第3章:1節 在行(dream and wish in actualityand)
待望??の第3章・・・
『この世は、我らの主と、そのメシアのものとなった。』
旭が照らす崩れ去った巨大なビル群の瓦礫、
反響する彼女の声に神々しいさえ感じるツルギ。
だが、こんなことで諦められるはずもない。
ここまでここまで、来たんだ。・・・・・・すべてを犠牲にして・・・
「もうやめるんだ。もう、やめよう・・・ナオ!!」
足元のドス黒く濁ったコンクリートを眺め、
軋む膝を抑え、擦れかけの喉元から、声を、、、願いを搾り出す。
ナオと呼ばれた少女の両の足の間からは、
日の光を浴びる鋭くもあり鈍くもある鋼が輝きを放つ。
その光は彼女の背を通り、長い髪をすり抜け天に掲げられたその白い細腕に握られている。
「ツルギのこと、好きだよ・・・私」
鋼の巨剣に似合うことのない、屈託のない笑顔を浮かべる少女。
「俺もナオのことの・・大好きなんだ・・・だから・・・」
ツルギは、か細い太刀の柄を握る右の手に力を籠める。
「・・・だから?」先とは一変し冷淡に答える彼女
が、力がうまく伝わらない・・・
「・・・もう・・・」イヤだ・・・
「・・・もう?」
静寂の中に、瓦礫を踏む、華奢な音。

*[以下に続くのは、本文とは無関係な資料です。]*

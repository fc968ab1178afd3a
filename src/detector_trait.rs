// Copyright (c) 2024 Steven Rosenthal smr@dt3.org
// See LICENSE file in root directory for license terms.

use std::sync::Arc;

use canonical_error::CanonicalError;
use image::RgbImage;

use crate::detection::DetectionBox;
use crate::heuristic_detector::HeuristicDetector;
use crate::inference_engine_trait::InferenceEngineTrait;
use crate::model_detector::{DEFAULT_MAX_DETECTIONS, DEFAULT_SCORE_THRESHOLD,
                            ModelDetector};

/// Working size that detectors resize frames to before analysis.
#[derive(Clone, Copy, Debug, PartialEq)]
pub struct InputSize {
    pub width: u32,
    pub height: u32,
}

impl Default for InputSize {
    fn default() -> Self {
        InputSize{width: 320, height: 240}
    }
}

// Turns a decoded frame into an ordered list of detections. The frame can be
// of any resolution; implementations resize to their own working size, and
// the returned coordinates are normalized to that working size.
//
// Implementations keep no cross-call state other than (optionally) a cached
// model handle, and must tolerate repeated calls. An Err return means this
// frame could not be analyzed; callers treat it as "no detections" and move
// on.
pub trait DetectorTrait {
    fn infer(&self, frame: &RgbImage) -> Result<Vec<DetectionBox>, CanonicalError>;

    // Short name for logging.
    fn name(&self) -> &str;
}

#[derive(Clone, Copy, Debug, PartialEq, Eq)]
pub enum DetectorKind {
    Heuristic,
    Model,
}

impl DetectorKind {
    // Accepts our own names as well as the legacy MODE values ("wasm" ran
    // the heuristic, "server" loaded a model).
    pub fn parse(value: &str) -> Option<DetectorKind> {
        match value.to_ascii_lowercase().as_str() {
            "heuristic" | "wasm" => Some(DetectorKind::Heuristic),
            "model" | "server" => Some(DetectorKind::Model),
            _ => None,
        }
    }

    pub fn as_str(&self) -> &'static str {
        match self {
            DetectorKind::Heuristic => "heuristic",
            DetectorKind::Model => "model",
        }
    }
}

#[derive(Clone, Debug)]
pub struct DetectorParams {
    pub input_size: InputSize,

    // Only used by the model variant.
    pub model_path: Option<String>,

    // Model variant decoding: rows scoring below `score_threshold` are
    // dropped, and at most `max_detections` boxes are kept per frame.
    pub score_threshold: f32,
    pub max_detections: usize,

    // Seeds the heuristic variant's label/score randomness. None seeds from
    // entropy.
    pub seed: Option<u64>,
}

impl Default for DetectorParams {
    fn default() -> Self {
        DetectorParams{
            input_size: InputSize::default(),
            model_path: None,
            score_threshold: DEFAULT_SCORE_THRESHOLD,
            max_detections: DEFAULT_MAX_DETECTIONS,
            seed: None,
        }
    }
}

/// Builds the configured detector. Callers only ever see the trait object,
/// so the choice of variant stays a runtime configuration matter.
pub fn create_detector(
    kind: DetectorKind,
    params: &DetectorParams,
    engine: Option<Arc<dyn InferenceEngineTrait + Send + Sync>>)
    -> Arc<dyn DetectorTrait + Send + Sync>
{
    match kind {
        DetectorKind::Heuristic => {
            Arc::new(HeuristicDetector::new(params.input_size, params.seed))
        },
        DetectorKind::Model => {
            let mut detector = ModelDetector::new(params.input_size,
                                                  params.model_path.clone(), engine);
            detector.set_score_threshold(params.score_threshold);
            detector.set_max_detections(params.max_detections);
            Arc::new(detector)
        },
    }
}

// mod tests.
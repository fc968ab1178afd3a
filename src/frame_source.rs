// Copyright (c) 2024 Steven Rosenthal smr@dt3.org
// See LICENSE file in root directory for license terms.

use async_trait::async_trait;
use canonical_error::{CanonicalError, invalid_argument_error};
use tokio::sync::mpsc;

use crate::detection::SourceFrame;

// Producer of decoded frames for one pipeline instance. Media transport and
// decoding details live behind this; the pipeline only sees frames with
// capture timestamps. Returning None signals end of stream, after which the
// source is not polled again.
#[async_trait]
pub trait FrameSourceTrait {
    async fn next_frame(&mut self) -> Option<SourceFrame>;
}

/// Frame source fed through a bounded channel, e.g. by a network connection
/// handler. The stream ends once every sender has been dropped.
pub struct ChannelFrameSource {
    receiver: mpsc::Receiver<SourceFrame>,
}

impl ChannelFrameSource {
    pub fn new(capacity: usize) -> (mpsc::Sender<SourceFrame>, ChannelFrameSource) {
        let (sender, receiver) = mpsc::channel(capacity.max(1));
        (sender, ChannelFrameSource{receiver})
    }
}

#[async_trait]
impl FrameSourceTrait for ChannelFrameSource {
    async fn next_frame(&mut self) -> Option<SourceFrame> {
        self.receiver.recv().await
    }
}

/// Decodes an encoded (JPEG, PNG, ...) image into a frame.
pub fn decode_frame(data: &[u8], capture_ts: i64) -> Result<SourceFrame, CanonicalError> {
    if data.is_empty() {
        return Err(invalid_argument_error("empty image data"));
    }
    let image = image::load_from_memory(data).map_err(
        |e| invalid_argument_error(&format!("could not decode image: {}", e)))?;
    Ok(SourceFrame{
        image: image.to_rgb8(),
        capture_ts,
        encoded_len: data.len(),
    })
}

/// Splits a streamed frame message: an 8 byte big-endian capture timestamp
/// (ms since the Unix epoch) followed by the encoded image.
pub fn decode_framed_message(message: &[u8]) -> Result<SourceFrame, CanonicalError> {
    if message.len() <= 8 {
        return Err(invalid_argument_error(&format!(
            "frame message too short: {} bytes", message.len())));
    }
    let (ts_bytes, data) = message.split_at(8);
    let mut ts = [0_u8; 8];
    ts.copy_from_slice(ts_bytes);
    decode_frame(data, i64::from_be_bytes(ts))
}


#[cfg(test)]
mod tests {
    use canonical_error::CanonicalErrorCode;
    use image::RgbImage;
    use super::*;
    use super::test_util::encode_png;

    #[test]
    fn test_decode_frame() {
        let png = encode_png(&RgbImage::new(16, 8));
        let frame = decode_frame(&png, 1234).unwrap();
        assert_eq!(frame.image.dimensions(), (16, 8));
        assert_eq!(frame.capture_ts, 1234);
        assert_eq!(frame.encoded_len, png.len());
    }

    #[test]
    fn test_decode_garbage() {
        let err = decode_frame(b"definitely not an image", 0).err().unwrap();
        assert_eq!(err.code, CanonicalErrorCode::InvalidArgument);
        let err = decode_frame(&[], 0).err().unwrap();
        assert_eq!(err.code, CanonicalErrorCode::InvalidArgument);
    }

    #[test]
    fn test_decode_framed_message() {
        let mut message = 1_700_000_000_123_i64.to_be_bytes().to_vec();
        message.extend(encode_png(&RgbImage::new(4, 4)));
        let frame = decode_framed_message(&message).unwrap();
        assert_eq!(frame.capture_ts, 1_700_000_000_123);
        assert_eq!(frame.image.dimensions(), (4, 4));

        assert!(decode_framed_message(&[0; 8]).is_err());
    }

    #[tokio::test]
    async fn test_channel_source_ends_when_senders_drop() {
        let (sender, mut source) = ChannelFrameSource::new(2);
        let png = encode_png(&RgbImage::new(2, 2));
        sender.send(decode_frame(&png, 5).unwrap()).await.unwrap();
        drop(sender);
        assert_eq!(source.next_frame().await.unwrap().capture_ts, 5);
        assert!(source.next_frame().await.is_none());
    }

}  // mod tests.
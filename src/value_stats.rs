// Copyright (c) 2024 Steven Rosenthal smr@dt3.org
// See LICENSE file in root directory for license terms.

use medians::Medianf64;
use rolling_stats;
use serde::Serialize;
use statistical;

#[derive(Clone, Debug, Default, PartialEq, Serialize)]
pub struct DescriptiveStats {
    pub min: f64,
    pub max: f64,
    pub mean: f64,
    pub stddev: f64,
    pub median: Option<f64>,
    pub median_absolute_deviation: Option<f64>,
}

#[derive(Clone, Debug, Default, PartialEq, Serialize)]
pub struct ValueStats {
    // Over the most recent `capacity` values.
    pub recent: DescriptiveStats,

    // Over all values since construction or reset_session().
    pub session: DescriptiveStats,
}

pub struct ValueStatsAccumulator {
    pub value_stats: ValueStats,

    // State for `recent`.
    circular_buffer: CircularBuffer,

    // State for `session`.
    rolling_stats: rolling_stats::Stats<f64>,
}

impl ValueStatsAccumulator {
    pub fn new(capacity: usize) -> Self {
        Self {
            value_stats: ValueStats::default(),
            circular_buffer: CircularBuffer::new(capacity.max(1)),
            rolling_stats: rolling_stats::Stats::<f64>::new(),
        }
    }

    pub fn add_value(&mut self, value: f64) {
        if !value.is_finite() {
            return;
        }
        self.circular_buffer.push(value);
        self.rolling_stats.update(value);

        let recent_values = self.circular_buffer.unordered_contents();
        let recent_stats = &mut self.value_stats.recent;
        recent_stats.min =
            recent_values.iter().copied().fold(f64::INFINITY, f64::min);
        recent_stats.max =
            recent_values.iter().copied().fold(f64::NEG_INFINITY, f64::max);
        recent_stats.mean = statistical::mean(recent_values);
        if recent_values.len() > 1 {
            recent_stats.stddev = statistical::standard_deviation(
                recent_values, Some(recent_stats.mean));
        }
        let median = recent_values.medf_unchecked();
        recent_stats.median = Some(median);
        recent_stats.median_absolute_deviation = Some(recent_values.madf(median));

        let session_stats = &mut self.value_stats.session;
        session_stats.min = self.rolling_stats.min;
        session_stats.max = self.rolling_stats.max;
        session_stats.mean = self.rolling_stats.mean;
        session_stats.stddev = self.rolling_stats.std_dev;
        // No median or median_absolute_deviation for session_stats.
    }

    pub fn reset_session(&mut self) {
        self.value_stats.session = DescriptiveStats::default();
        self.rolling_stats = rolling_stats::Stats::<f64>::new();
    }
}

// We use a Vec<f64> to implement a ring buffer. We don't use VecDeque because
// we want a view of all elements as a single slice, and we don't care about
// their order.
#[derive(Debug)]
struct CircularBuffer {
    start: usize,
    data: Vec<f64>,
}

impl CircularBuffer {
    pub fn new(capacity: usize) -> Self {
        Self {
            start: 0,
            data: Vec::with_capacity(capacity),
        }
    }

    pub fn push(&mut self, item: f64) {
        if self.data.len() < self.data.capacity() {
            self.data.push(item);
        } else {
            self.data[self.start] = item;
            self.start += 1;
            self.start %= self.data.capacity();
        }
    }

    pub fn unordered_contents(&self) -> &[f64] {
        self.data.as_slice()
    }
}

// mod tests.
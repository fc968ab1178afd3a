// Copyright (c) 2024 Steven Rosenthal smr@dt3.org
// See LICENSE file in root directory for license terms.

use lookout::lookout_server::server_main;

fn main() {
    // No inference runtime is linked into this binary; the model detector
    // reports empty detections until one is supplied.
    server_main("Lookout", |_args| None);
}
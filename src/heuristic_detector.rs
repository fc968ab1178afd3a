// Copyright (c) 2024 Steven Rosenthal smr@dt3.org
// See LICENSE file in root directory for license terms.

//! A stand-in detector with no model behind it. It finds bright blobs in the
//! frame and reports their bounding boxes under made-up labels and scores. It
//! is a motion/blob proxy for exercising the pipeline end to end, NOT a
//! semantic classifier: labels and scores carry no meaning.

use std::sync::Mutex;

use canonical_error::{CanonicalError, internal_error};
use image::{GrayImage, RgbImage};
use image::imageops::{self, FilterType};
use imageproc::contours::{BorderType, Contour, find_contours};
use imageproc::contrast::{ThresholdType, otsu_level, threshold};
use rand::{Rng, SeedableRng};
use rand::rngs::SmallRng;
use rand::seq::SliceRandom;

use crate::detection::DetectionBox;
use crate::detector_trait::{DetectorTrait, InputSize};

pub const LABELS: [&str; 4] = ["person", "bottle", "cup", "phone"];

// Only this many contours (in discovery order) are considered per frame.
const MAX_CONTOURS: usize = 3;

// Bounding boxes smaller than this (in working size pixels) are dropped.
const MIN_BOX_AREA: u32 = 200;

const MIN_SCORE: f32 = 0.5;
const MAX_SCORE: f32 = 0.95;

pub struct HeuristicDetector {
    input_size: InputSize,

    // Source of the fake labels and scores.
    rng: Mutex<SmallRng>,
}

// Pixel-space bounding rectangle, inclusive of both edge pixels.
#[derive(Debug, PartialEq)]
struct BoundingRect {
    x: u32,
    y: u32,
    width: u32,
    height: u32,
}

impl HeuristicDetector {
    pub fn new(input_size: InputSize, seed: Option<u64>) -> Self {
        let rng = match seed {
            Some(seed) => SmallRng::seed_from_u64(seed),
            None => SmallRng::from_entropy(),
        };
        HeuristicDetector{input_size, rng: Mutex::new(rng)}
    }

    // Resizes to the working size, converts to intensity, and binarizes with
    // an automatically chosen (Otsu) level.
    fn binarize(&self, frame: &RgbImage) -> GrayImage {
        let resized = imageops::resize(frame, self.input_size.width,
                                       self.input_size.height,
                                       FilterType::Triangle);
        let gray = imageops::grayscale(&resized);
        let level = otsu_level(&gray);
        threshold(&gray, level, ThresholdType::Binary)
    }

    fn bounding_rect(contour: &Contour<u32>) -> Option<BoundingRect> {
        let first = contour.points.first()?;
        let (mut min_x, mut min_y) = (first.x, first.y);
        let (mut max_x, mut max_y) = (first.x, first.y);
        for point in &contour.points {
            min_x = min_x.min(point.x);
            min_y = min_y.min(point.y);
            max_x = max_x.max(point.x);
            max_y = max_y.max(point.y);
        }
        Some(BoundingRect{
            x: min_x,
            y: min_y,
            width: max_x - min_x + 1,
            height: max_y - min_y + 1,
        })
    }
}

impl DetectorTrait for HeuristicDetector {
    fn infer(&self, frame: &RgbImage) -> Result<Vec<DetectionBox>, CanonicalError> {
        if frame.width() == 0 || frame.height() == 0 {
            return Ok(Vec::new());
        }
        let binary = self.binarize(frame);
        let contours = find_contours::<u32>(&binary);
        // External contours only: outer borders not nested inside a hole.
        let external = contours.iter().filter(|c| {
            c.border_type == BorderType::Outer && c.parent.is_none()
        });

        let width = self.input_size.width as f32;
        let height = self.input_size.height as f32;
        let mut rng = self.rng.lock().map_err(
            |_| internal_error("heuristic detector rng lock poisoned"))?;
        let mut detections = Vec::<DetectionBox>::new();
        for contour in external.take(MAX_CONTOURS) {
            let rect = match Self::bounding_rect(contour) {
                Some(rect) => rect,
                None => continue,
            };
            if rect.width * rect.height < MIN_BOX_AREA {
                continue;
            }
            let label = LABELS.choose(&mut *rng).copied().unwrap_or(LABELS[0]);
            detections.push(DetectionBox{
                label: label.to_string(),
                score: rng.gen_range(MIN_SCORE..=MAX_SCORE),
                xmin: rect.x as f32 / width,
                ymin: rect.y as f32 / height,
                xmax: (rect.x + rect.width) as f32 / width,
                ymax: (rect.y + rect.height) as f32 / height,
            });
        }
        Ok(detections)
    }

    fn name(&self) -> &str {
        "heuristic"
    }
}

// mod tests.
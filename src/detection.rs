// Copyright (c) 2024 Steven Rosenthal smr@dt3.org
// See LICENSE file in root directory for license terms.

use chrono::Utc;
use image::RgbImage;
use serde::{Deserialize, Serialize};

/// One detected object. Coordinates are normalized to the detector's working
/// (resized) image dimensions, not to the native resolution of the frame that
/// was submitted.
#[derive(Clone, Debug, PartialEq, Serialize, Deserialize)]
pub struct DetectionBox {
    pub label: String,

    // In [0, 1].
    pub score: f32,

    pub xmin: f32,
    pub ymin: f32,
    pub xmax: f32,
    pub ymax: f32,
}

/// The outcome of running one frame through a pipeline.
#[derive(Clone, Debug, PartialEq, Serialize, Deserialize)]
pub struct FrameResult {
    // Starts at 1 for each pipeline instance and increases by one per
    // received frame. -1 is reserved for the "nothing published yet" sentinel.
    pub frame_id: i64,

    // Milliseconds since the Unix epoch. Always
    // capture_ts <= recv_ts <= inference_ts.
    pub capture_ts: i64,
    pub recv_ts: i64,
    pub inference_ts: i64,

    pub detections: Vec<DetectionBox>,
}

impl FrameResult {
    /// The value handed to consumers when nothing has been published yet. It
    /// is distinguishable from a legitimate zero-detection frame only by its
    /// `frame_id`.
    pub fn sentinel() -> Self {
        FrameResult{
            frame_id: -1,
            capture_ts: 0,
            recv_ts: 0,
            inference_ts: 0,
            detections: Vec::new(),
        }
    }

    pub fn is_sentinel(&self) -> bool {
        self.frame_id == -1
    }
}

/// A decoded frame as yielded by a frame source.
#[derive(Clone)]
pub struct SourceFrame {
    pub image: RgbImage,

    // When the producer captured the frame, ms since the Unix epoch.
    pub capture_ts: i64,

    // Size of the frame as it arrived over the wire, before decoding. Zero if
    // not known.
    pub encoded_len: usize,
}

/// Current wall clock time as milliseconds since the Unix epoch.
pub fn now_ms() -> i64 {
    Utc::now().timestamp_millis()
}

#[cfg(test)]
mod tests {
    use super::*;

    #[test]
    fn test_sentinel_serialization() {
        let sentinel = FrameResult::sentinel();
        assert!(sentinel.is_sentinel());
        let json = serde_json::to_value(&sentinel).unwrap();
        assert_eq!(json, serde_json::json!({
            "frame_id": -1,
            "capture_ts": 0,
            "recv_ts": 0,
            "inference_ts": 0,
            "detections": [],
        }));

        // A zero-detection frame is not the sentinel.
        let empty = FrameResult{frame_id: 1, ..FrameResult::sentinel()};
        assert!(!empty.is_sentinel());
    }

    #[test]
    fn test_now_ms_is_recent() {
        // 2020-01-01 in ms.
        assert!(now_ms() > 1_577_836_800_000);
    }

}  // mod tests.
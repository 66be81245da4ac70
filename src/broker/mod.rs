//! Broker queue adapter
//!
//! FIFO single queue between publishers and workers (spec §4.4).

mod error;
mod queue;

pub use error::BrokerError;
pub use queue::{BrokerQueue, DEFAULT_QUEUE_NAME};
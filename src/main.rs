//! Distributed log/event aggregator
//!
//! Accepts events over HTTP, buffers them on a broker queue, and drains them
//! into durable storage through a pool of idempotent worker consumers.

use std::net::SocketAddr;

use axum::routing::get;
use axum::Router;
use tower_http::trace::TraceLayer;
use tracing_subscriber::{layer::SubscriberExt, util::SubscriberInitExt};

pub mod api;
pub mod broker;
mod config;
mod db;
mod error;
pub mod event;
pub mod jobs;
pub mod state;
pub mod store;
pub mod worker;

pub use config::Config;
pub use error::{AppError, AppResult};
pub use state::AppState;

use broker::BrokerQueue;
use jobs::JobScheduler;
use store::Store;
use worker::WorkerPool;

/// Initialize tracing/logging
fn init_tracing() {
    tracing_subscriber::registry()
        .with(
            tracing_subscriber::EnvFilter::try_from_default_env()
                .unwrap_or_else(|_| "log_aggregator=debug,tower_http=debug".into()),
        )
        .with(tracing_subscriber::fmt::layer())
        .init();
}

/// Build the application router
fn build_router(state: AppState) -> Router {
    let api_router = api::create_router();

    Router::new()
        .route("/health", get(api::routes::health_check))
        .merge(api_router)
        .layer(TraceLayer::new_for_http())
        .with_state(state)
}

#[tokio::main]
async fn main() -> anyhow::Result<()> {
    // Load environment variables
    dotenvy::dotenv().ok();

    // Initialize tracing
    init_tracing();

    // Load configuration
    let config = Config::from_env()?;
    let addr: SocketAddr = format!("{}:{}", config.host, config.port).parse()?;

    tracing::info!("Starting log aggregator");
    tracing::info!("Connecting to database...");

    // Open the durable store
    let store = Store::connect(&config.database_url, config.database_max_connections).await?;

    // Verify database schema
    if !db::check_schema(store.pool()).await? {
        tracing::error!("Database schema is not complete. Please run migrations.");
        return Err(anyhow::anyhow!("Database schema incomplete"));
    }

    tracing::info!("Database connected successfully");

    // Open the broker connection
    let broker = BrokerQueue::connect(&config.redis_url).await?;

    tracing::info!(num_workers = config.num_workers, "Spawning worker pool");
    let worker_pool = WorkerPool::spawn(config.num_workers, broker.clone(), store.clone());

    let job_cancel = tokio_util::sync::CancellationToken::new();
    let scheduler = JobScheduler::new(store.clone(), job_cancel.clone());
    let scheduler_handle = scheduler.start();

    let state = AppState::new(store.clone(), broker);

    tracing::info!("Listening on http://{}", addr);

    let app = build_router(state);
    let listener = tokio::net::TcpListener::bind(addr).await?;

    axum::serve(listener, app)
        .with_graceful_shutdown(shutdown_signal())
        .await?;

    // Cleanup: cancel workers, stop the scheduler, close resources
    tracing::info!("Server shutting down...");
    worker_pool.shutdown().await;

    job_cancel.cancel();
    let _ = scheduler_handle.await;

    store.close().await;
    tracing::info!("Database connections closed. Goodbye!");

    Ok(())
}

/// Shutdown signal handler for graceful shutdown
async fn shutdown_signal() {
    let ctrl_c = async {
        tokio::signal::ctrl_c()
            .await
            .expect("Failed to install Ctrl+C handler");
    };

    #[cfg(unix)]
    let terminate = async {
        tokio::signal::unix::signal(tokio::signal::unix::SignalKind::terminate())
            .expect("Failed to install signal handler")
            .recv()
            .await;
    };

    #[cfg(not(unix))]
    let terminate = std::future::pending::<()>();

    tokio::select! {
        _ = ctrl_c => {
            tracing::info!("Received Ctrl+C, initiating graceful shutdown...");
        },
        _ = terminate => {
            tracing::info!("Received SIGTERM, initiating graceful shutdown...");
        },
    }
}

幾度となく・・・
時間の感覚がなくなりそうになる。
静寂の中に、重い鉄の塊を引きずる音が近づいてくる。
「わたしのこと、好き・・・なんだよね・・・ツルギ」
柔肌をなでるようなやさしい声で語りかけてくる彼女。
「・・・お願いだから・・・」
地を映す視界に、艶かしい少女の足が入る。
「もう・・・」
「・・・もう?」僕は答える。
「・・・死んで!!」断末魔にも似た彼女の絶叫にハッと顔を上げる。
高らかに掲げられた巨剣が映る。
彼女は下唇をかみ締め、その巨大な塊を振り下ろす。
その泣き顔は、何故か天使の笑みにさえ見えた。
「君になら・・・」いいか。視界が暗闇に包まれる。
瓦礫がひしゃぐ音が荒廃したビル群を劈く
遠ざかる意識の中に、左の手の感覚だけがやけに鮮明に宿る。
暖かい、、、そう、ポカポカするような暖かさ・・・
懐かしい、、、そう、子供のころ感じた、母の・・・いや、もっと遠い昔に・・・
ナオの両の手は力なく垂れ下がる。